More than 1,500 telecom towers in Punjab have been damaged by farmers protesting against the three farm laws, disrupting products and services in some pockets, sources said.
Power provide to towers that relay telecom signals used to be snapped and cables cut in several parts of the state as farmers vented their anger on the infrastructure owned by billionaire Mukesh Ambani’s firm Jio as they saw him in conjunction with infrastructure tycoon Gautam Adani as major beneficiaries of the new laws.
Neither Ambani’s Reliance group nor Adani’s companies are into the trade of procuring foodgrains from farmers.
“Till the day past, 1,411 towers were damaged and today the count has gone polite past 1,500,” a source with knowledge of the matter said.
In Jalandhar, some bundles of Jio’s fibre cable were also burnt.
Jio has 9,000 plus towers in the state.
Another source said the commonest way of damaging the telecom towers used to be to bring to an end the power provide.
In no less than one case, the generator at a tower site used to be physically taken absent and allegedly donated to a native gurudwara.
Videos of Jio employees being threatened and made to flee have gone viral.
The attacks have impacted telecom products and services and operators are struggling to take care of products and services in absence of action by law enforcement agencies, the source said.
The Punjab chief minister had on Friday appealed to protesting farmers to not cause inconvenience to most of the people with such actions and continue to exercise the same restraint as they had shown during the last several months of their agitation.
Sources said state police have so far not acted against those damaging telecom towers and even FIRs have not been registered normally.

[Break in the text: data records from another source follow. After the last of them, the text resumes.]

use rand::Rng;

use crate::{
    error::{MazeError, Result},
    maze::{Grid, Position, get_neighbors},
};

/// Outcome of a single [`Carver::step`].
#[derive(Debug, Clone, Copy, PartialEq, Eq)]
pub enum CarveStep {
    /// A wall was knocked down and the carver moved into a fresh cell.
    Carved { from: Position, to: Position },
    /// Dead end; the carver retreated to an earlier cell.
    Backtracked { to: Position },
    /// Every cell has been reached. Further steps keep returning this.
    Done,
}

/// Randomized depth-first backtracker that carves one passage per step.
///
/// Walls are only ever removed toward unvisited cells, so the passages always form a
/// spanning tree of the grid once the carver reports [`CarveStep::Done`].
pub struct Carver<'g> {
    grid: &'g mut Grid,
    current: Position,
    stack: Vec<Position>,
    done: bool,
}

impl<'g> Carver<'g> {
    /// Fails with `GridNotFresh` unless `grid` is fully walled with no visited cells.
    pub fn new(grid: &'g mut Grid, start: Position) -> Result<Self> {
        grid.check_bounds(start)?;
        let visited = grid.visited_count();
        let open_passages = grid.open_passages();
        if visited > 0 || open_passages > 0 {
            return Err(MazeError::GridNotFresh {
                visited,
                open_passages,
            });
        }
        grid.mark_visited(start);
        Ok(Carver {
            grid,
            current: start,
            stack: Vec::new(),
            done: false,
        })
    }

    /// The cell the carver is standing on.
    pub fn current(&self) -> Position {
        self.current
    }

    pub fn is_done(&self) -> bool {
        self.done
    }

    pub fn grid(&self) -> &Grid {
        &*self.grid
    }

    pub fn step<R: Rng + ?Sized>(&mut self, rng: &mut R) -> Result<CarveStep> {
        if self.done {
            return Ok(CarveStep::Done);
        }

        let neighbors = get_neighbors(self.current, &*self.grid)
            .filter(|&pos| !self.grid[pos].visited())
            .collect::<Vec<_>>();

        if !neighbors.is_empty() {
            let next = neighbors[rng.random_range(0..neighbors.len())];
            let from = self.current;
            self.stack.push(from);
            self.grid.remove_wall_between(from, next)?;
            self.grid.mark_visited(next);
            self.current = next;
            Ok(CarveStep::Carved { from, to: next })
        } else if let Some(prev) = self.stack.pop() {
            self.current = prev;
            Ok(CarveStep::Backtracked { to: prev })
        } else {
            self.done = true;
            Ok(CarveStep::Done)
        }
    }
}

/// Carve a perfect maze into `grid` in one go, starting from `start`.
pub fn recursive_backtrack<R: Rng + ?Sized>(
    grid: &mut Grid,
    rng: &mut R,
    start: Position,
) -> Result<()> {
    let mut carver = Carver::new(grid, start)?;
    let mut carved = 0usize;
    loop {
        match carver.step(rng)? {
            CarveStep::Carved { .. } => carved += 1,
            CarveStep::Backtracked { .. } => {}
            CarveStep::Done => break,
        }
    }
    tracing::debug!(
        "[generate] carved {} passages into a {}x{} grid",
        carved,
        grid.rows(),
        grid.cols()
    );
    Ok(())
}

According to the Tower and Infrastructure Providers Organization (TAIPA), a registered body of telecom infrastructure providers, no less than 1,600 towers have been vandalised.
These include common access infrastructure as polite.
Hundreds of farmers have been protesting at Delhi borders for over a month now against the three farm laws which they see would user in end to minimum toughen price (MSP) based procurement of farm produce like wheat and paddy.
The government has denied the apprehensions, saying MSP will continue and the new laws only supply farmers an alternative market to sell their produce.